§ Your goal
Pull every line with "FailureKind" from the data below and copy it.

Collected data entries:

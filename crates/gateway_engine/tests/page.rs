use std::sync::Arc;

use gateway_engine::{
    FailureKind, FetchSettings, PageFetcher, ReadabilityLikeExtractor, ReqwestFetcher,
};
use pretty_assertions::assert_eq;
use wiremock::matchers::{method, path};
use wiremock::{Mock, MockServer, ResponseTemplate};

fn page_fetcher() -> PageFetcher {
    PageFetcher::new(
        Arc::new(ReqwestFetcher::new(FetchSettings::default())),
        Arc::new(ReadabilityLikeExtractor),
    )
}

#[tokio::test]
async fn page_is_reduced_to_title_chunks_and_links() {
    let server = MockServer::start().await;
    Mock::given(method("GET"))
        .and(path("/wiki"))
        .respond_with(ResponseTemplate::new(200).set_body_raw(
            r#"<html><head><title>Wikipedia</title></head><body>
                <p>Wikipedia is a free online encyclopedia.</p>
                <p>It is written collaboratively by volunteers.</p>
                <p>Anyone can edit most of its articles.</p>
                <a href="/wiki/Help">Help</a>
            </body></html>"#,
            "text/html; charset=utf-8",
        ))
        .mount(&server)
        .await;

    let page = page_fetcher()
        .fetch(&format!("{}/wiki", server.uri()))
        .await
        .expect("page");
    assert_eq!(page.title.as_deref(), Some("Wikipedia"));
    assert_eq!(page.chunks.len(), 3);
    assert_eq!(page.links.len(), 1);
    assert_eq!(page.links[0].url, format!("{}/wiki/Help", server.uri()));
}

#[tokio::test]
async fn links_resolve_against_the_redirect_target() {
    let server = MockServer::start().await;
    Mock::given(method("GET"))
        .and(path("/start"))
        .respond_with(ResponseTemplate::new(302).insert_header("Location", "/docs/index.html"))
        .mount(&server)
        .await;
    Mock::given(method("GET"))
        .and(path("/docs/index.html"))
        .respond_with(
            ResponseTemplate::new(200).set_body_raw(r#"<a href="intro.html">Intro</a>"#, "text/html"),
        )
        .mount(&server)
        .await;

    let page = page_fetcher()
        .fetch(&format!("{}/start", server.uri()))
        .await
        .expect("page");
    assert_eq!(page.links[0].url, format!("{}/docs/intro.html", server.uri()));
}

#[tokio::test]
async fn non_web_urls_are_refused_before_any_request() {
    let err = page_fetcher().fetch("ftp://example.com/file").await.unwrap_err();
    assert_eq!(err.kind, FailureKind::InvalidUrl);

    let err = page_fetcher().fetch("not a url").await.unwrap_err();
    assert_eq!(err.kind, FailureKind::InvalidUrl);
}
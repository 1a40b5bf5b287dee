use std::sync::Arc;

use scraper::{Html, Selector};

use crate::decode::decode_html;
use crate::extract::normalize_text;
use crate::{FailureKind, FeedEntry, FetchError, Fetcher};

pub const MAX_FEED_ITEMS: usize = 15;

/// Where a curated headline list lives and how to pick it out of the markup.
#[derive(Debug, Clone, PartialEq, Eq)]
pub struct FeedSource {
    pub name: String,
    pub url: String,
    /// Relative story links are resolved against this.
    pub base_url: String,
    pub item_selector: String,
    pub link_selector: String,
    pub max_items: usize,
}

impl FeedSource {
    pub fn hacker_news() -> Self {
        Self {
            name: "Hacker News".to_string(),
            url: "https://news.ycombinator.com/".to_string(),
            base_url: "https://news.ycombinator.com/".to_string(),
            item_selector: ".titleline".to_string(),
            link_selector: "a".to_string(),
            max_items: MAX_FEED_ITEMS,
        }
    }

    pub fn reddit_technology() -> Self {
        Self {
            name: "Reddit r/technology".to_string(),
            url: "https://old.reddit.com/r/technology/".to_string(),
            base_url: "https://old.reddit.com/".to_string(),
            item_selector: ".thing".to_string(),
            link_selector: "a.title".to_string(),
            max_items: MAX_FEED_ITEMS,
        }
    }

    /// Same source served from somewhere else, keeping the selectors.
    pub fn at(mut self, url: impl Into<String>) -> Self {
        self.url = url.into();
        self
    }
}

/// Picks headlines out of a listing page in source order.
///
/// An empty result is an error so callers never show a blank list.
pub fn parse_feed(html: &str, source: &FeedSource) -> Result<Vec<FeedEntry>, FetchError> {
    let item_sel = parse_selector(&source.item_selector)?;
    let link_sel = parse_selector(&source.link_selector)?;
    let doc = Html::parse_document(html);

    let entries: Vec<FeedEntry> = doc
        .select(&item_sel)
        .filter_map(|item| item.select(&link_sel).next())
        .filter_map(|link| {
            let title = normalize_text(link.text());
            if title.is_empty() {
                return None;
            }
            let href = link.value().attr("href").unwrap_or_default().trim().to_string();
            Some(FeedEntry { title, href })
        })
        .take(source.max_items)
        .collect();

    if entries.is_empty() {
        return Err(FetchError::new(
            FailureKind::NoItems,
            format!("no stories found on {}", source.name),
        ));
    }
    Ok(entries)
}

fn parse_selector(selector: &str) -> Result<Selector, FetchError> {
    Selector::parse(selector).map_err(|err| {
        FetchError::new(
            FailureKind::ProcessingError,
            format!("bad selector {selector}: {err}"),
        )
    })
}

pub struct FeedFetcher {
    fetcher: Arc<dyn Fetcher>,
}

impl FeedFetcher {
    pub fn new(fetcher: Arc<dyn Fetcher>) -> Self {
        Self { fetcher }
    }

    pub async fn fetch(&self, source: &FeedSource) -> Result<Vec<FeedEntry>, FetchError> {
        let output = self.fetcher.fetch(&source.url).await?;
        let decoded = decode_html(&output.bytes, output.metadata.content_type.as_deref());
        gateway_logging::gateway_debug!(
            "Feed {} fetched: {} bytes as {}",
            source.name,
            output.metadata.byte_len,
            decoded.encoding_label
        );
        parse_feed(&decoded.html, source)
    }
}
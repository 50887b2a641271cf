//! Logging infrastructure for the catalog bot.
//!
//! This module provides structured logging with daily file rotation,
//! contextual fields, and module-specific log levels.

use anyhow::{Context, Result};
use std::path::Path;
use tracing::Level;
use tracing_subscriber::{
    fmt::{self, format::FmtSpan, time::ChronoLocal},
    layer::SubscriberExt,
    util::SubscriberInitExt,
    EnvFilter, Layer,
};

/// Timestamp format for log lines
const TIMESTAMP_FORMAT: &str = "%Y/%m/%d %H:%M:%S";

/// Logging configuration
#[derive(Debug, Clone)]
pub struct LogConfig {
    /// Log directory path
    pub log_dir: String,
    /// Component name (used for log file naming)
    pub component: String,
    /// Default log level
    pub default_level: Level,
    /// Enable console output
    pub console: bool,
    /// Enable file output
    pub file: bool,
    /// Enable JSON formatting for file logs
    pub json_format: bool,
}

impl Default for LogConfig {
    fn default() -> Self {
        Self {
            log_dir: "logs".to_string(),
            component: "mal-catalog".to_string(),
            default_level: Level::INFO,
            console: true,
            file: true,
            json_format: false,
        }
    }
}

/// Initialize logging with the given configuration
///
/// Sets up tracing with:
/// - Daily file rotation (one log file per calendar day)
/// - Structured logging with contextual fields
/// - Module-specific log levels
/// - Optional JSON formatting
pub fn init(config: LogConfig) -> Result<()> {
    let log_dir = Path::new(&config.log_dir);
    std::fs::create_dir_all(log_dir)
        .with_context(|| format!("Failed to create log directory: {}", config.log_dir))?;

    // Build environment filter
    // Default to configured level, but allow override via RUST_LOG
    let env_filter = EnvFilter::try_from_default_env().unwrap_or_else(|_| {
        EnvFilter::new(format!(
            "mal_catalog={},shared={},hyper=warn,reqwest=warn,h2=warn",
            config.default_level, config.default_level
        ))
    });

    let mut layers = Vec::new();

    // Console layer (human-readable)
    if config.console {
        let console_layer = fmt::layer()
            .with_target(true)
            .with_level(true)
            .with_thread_ids(false)
            .with_thread_names(false)
            .with_timer(ChronoLocal::new(TIMESTAMP_FORMAT.to_string()))
            .with_span_events(FmtSpan::NONE)
            .with_writer(std::io::stdout)
            .boxed();
        layers.push(console_layer);
    }

    // File layer with daily rotation (one file per calendar day)
    if config.file {
        let file_appender = tracing_appender::rolling::daily(log_dir, &config.component);

        let file_layer = if config.json_format {
            // JSON format for structured logs
            fmt::layer()
                .json()
                .with_target(true)
                .with_level(true)
                .with_thread_ids(false)
                .with_thread_names(false)
                .with_current_span(true)
                .with_span_list(false)
                .with_writer(file_appender)
                .boxed()
        } else {
            // Human-readable format
            fmt::layer()
                .with_target(true)
                .with_level(true)
                .with_thread_ids(false)
                .with_thread_names(false)
                .with_timer(ChronoLocal::new(TIMESTAMP_FORMAT.to_string()))
                .with_ansi(false)
                .with_span_events(FmtSpan::NONE)
                .with_writer(file_appender)
                .boxed()
        };

        layers.push(file_layer);
    }

    // Initialize the subscriber
    tracing_subscriber::registry()
        .with(env_filter)
        .with(layers)
        .try_init()
        .context("Failed to initialize tracing subscriber")?;

    tracing::info!(
        component = %config.component,
        log_dir = %config.log_dir,
        "Logging initialized"
    );

    Ok(())
}

/// Initialize logging with default configuration
pub fn init_default() -> Result<()> {
    init(LogConfig::default())
}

§ Completed exercise
    FailureKind, FetchSettings, PageFetcher, ReadabilityLikeExtractor, ReqwestFetcher,
    assert_eq!(err.kind, FailureKind::InvalidUrl);
    assert_eq!(err.kind, FailureKind::InvalidUrl);
use crate::{FailureKind, FeedEntry, FetchError, Fetcher};
            FailureKind::NoItems,
            FailureKind::ProcessingError,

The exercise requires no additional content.